> _Exercise details_
Lift out all lines below that contain "PlayerIdentity".

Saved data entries
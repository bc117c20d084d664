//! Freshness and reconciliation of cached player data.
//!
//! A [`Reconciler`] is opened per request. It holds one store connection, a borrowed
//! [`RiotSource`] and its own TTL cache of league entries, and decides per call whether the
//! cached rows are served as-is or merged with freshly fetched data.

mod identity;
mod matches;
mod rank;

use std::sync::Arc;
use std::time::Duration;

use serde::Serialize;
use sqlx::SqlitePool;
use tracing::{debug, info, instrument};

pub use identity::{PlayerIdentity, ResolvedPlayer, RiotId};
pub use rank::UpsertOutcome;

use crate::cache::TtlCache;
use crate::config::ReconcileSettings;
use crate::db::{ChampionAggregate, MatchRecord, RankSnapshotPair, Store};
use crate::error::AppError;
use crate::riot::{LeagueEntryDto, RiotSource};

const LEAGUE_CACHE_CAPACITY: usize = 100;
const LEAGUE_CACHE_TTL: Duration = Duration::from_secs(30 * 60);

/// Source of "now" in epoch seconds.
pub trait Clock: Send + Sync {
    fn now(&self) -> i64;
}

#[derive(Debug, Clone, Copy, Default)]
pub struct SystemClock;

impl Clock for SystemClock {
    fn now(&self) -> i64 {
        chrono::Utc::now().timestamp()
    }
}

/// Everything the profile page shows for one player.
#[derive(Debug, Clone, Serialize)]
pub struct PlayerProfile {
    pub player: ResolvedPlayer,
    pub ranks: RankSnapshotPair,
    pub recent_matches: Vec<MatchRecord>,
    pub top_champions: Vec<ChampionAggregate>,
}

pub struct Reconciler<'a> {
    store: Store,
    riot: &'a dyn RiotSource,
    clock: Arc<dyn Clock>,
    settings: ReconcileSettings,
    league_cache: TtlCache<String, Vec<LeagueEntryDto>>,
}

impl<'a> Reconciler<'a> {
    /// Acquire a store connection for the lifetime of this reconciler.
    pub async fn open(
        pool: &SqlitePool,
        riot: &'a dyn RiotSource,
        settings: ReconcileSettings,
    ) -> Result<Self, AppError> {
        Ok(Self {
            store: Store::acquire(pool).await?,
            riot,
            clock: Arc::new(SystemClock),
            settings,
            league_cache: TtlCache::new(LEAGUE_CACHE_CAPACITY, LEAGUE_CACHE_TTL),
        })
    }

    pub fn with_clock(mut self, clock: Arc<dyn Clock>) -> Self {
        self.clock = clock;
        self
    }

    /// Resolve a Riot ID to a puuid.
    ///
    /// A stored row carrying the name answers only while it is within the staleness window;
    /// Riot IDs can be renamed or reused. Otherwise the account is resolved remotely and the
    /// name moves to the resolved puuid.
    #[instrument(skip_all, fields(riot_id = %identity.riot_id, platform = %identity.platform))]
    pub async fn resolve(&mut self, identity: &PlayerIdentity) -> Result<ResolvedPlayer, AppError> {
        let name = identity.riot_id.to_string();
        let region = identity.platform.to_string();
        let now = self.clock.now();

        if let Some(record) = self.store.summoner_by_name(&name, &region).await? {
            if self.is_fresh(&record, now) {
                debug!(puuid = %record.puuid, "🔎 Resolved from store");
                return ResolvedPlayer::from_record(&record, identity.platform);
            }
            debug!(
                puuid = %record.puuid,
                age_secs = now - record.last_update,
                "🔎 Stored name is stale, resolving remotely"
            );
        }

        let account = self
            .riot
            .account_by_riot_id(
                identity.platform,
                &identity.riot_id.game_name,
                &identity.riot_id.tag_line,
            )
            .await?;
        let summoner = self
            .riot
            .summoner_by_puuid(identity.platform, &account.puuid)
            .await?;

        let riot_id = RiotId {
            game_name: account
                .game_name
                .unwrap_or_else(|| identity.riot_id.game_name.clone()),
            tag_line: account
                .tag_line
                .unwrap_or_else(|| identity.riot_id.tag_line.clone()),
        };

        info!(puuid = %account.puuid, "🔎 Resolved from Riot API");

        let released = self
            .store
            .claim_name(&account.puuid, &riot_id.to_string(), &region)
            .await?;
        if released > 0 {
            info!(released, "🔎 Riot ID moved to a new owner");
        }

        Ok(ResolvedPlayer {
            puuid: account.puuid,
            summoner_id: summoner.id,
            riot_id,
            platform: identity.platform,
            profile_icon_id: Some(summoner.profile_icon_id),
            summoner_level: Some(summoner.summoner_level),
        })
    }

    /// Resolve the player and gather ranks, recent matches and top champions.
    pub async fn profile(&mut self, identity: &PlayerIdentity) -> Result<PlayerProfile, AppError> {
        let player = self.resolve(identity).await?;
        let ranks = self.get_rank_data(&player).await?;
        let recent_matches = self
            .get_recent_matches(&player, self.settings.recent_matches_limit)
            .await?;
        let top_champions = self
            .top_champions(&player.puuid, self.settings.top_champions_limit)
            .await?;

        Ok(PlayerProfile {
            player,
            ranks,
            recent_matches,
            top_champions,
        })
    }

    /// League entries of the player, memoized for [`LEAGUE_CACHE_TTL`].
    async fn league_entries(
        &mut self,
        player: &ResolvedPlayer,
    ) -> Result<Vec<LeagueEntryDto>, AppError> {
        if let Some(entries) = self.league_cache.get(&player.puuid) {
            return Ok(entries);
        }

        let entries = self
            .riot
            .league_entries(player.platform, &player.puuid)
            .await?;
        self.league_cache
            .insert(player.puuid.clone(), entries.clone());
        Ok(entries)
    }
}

==

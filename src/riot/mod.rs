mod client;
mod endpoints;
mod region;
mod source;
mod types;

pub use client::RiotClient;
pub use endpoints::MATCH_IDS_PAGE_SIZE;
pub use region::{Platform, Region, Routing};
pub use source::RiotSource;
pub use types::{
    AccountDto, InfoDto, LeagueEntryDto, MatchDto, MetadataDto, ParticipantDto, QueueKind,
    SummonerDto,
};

> _Solution for this exercise_
pub use identity::{PlayerIdentity, ResolvedPlayer, RiotId};
    pub async fn resolve(&mut self, identity: &PlayerIdentity) -> Result<ResolvedPlayer, AppError> {
    pub async fn profile(&mut self, identity: &PlayerIdentity) -> Result<PlayerProfile, AppError> {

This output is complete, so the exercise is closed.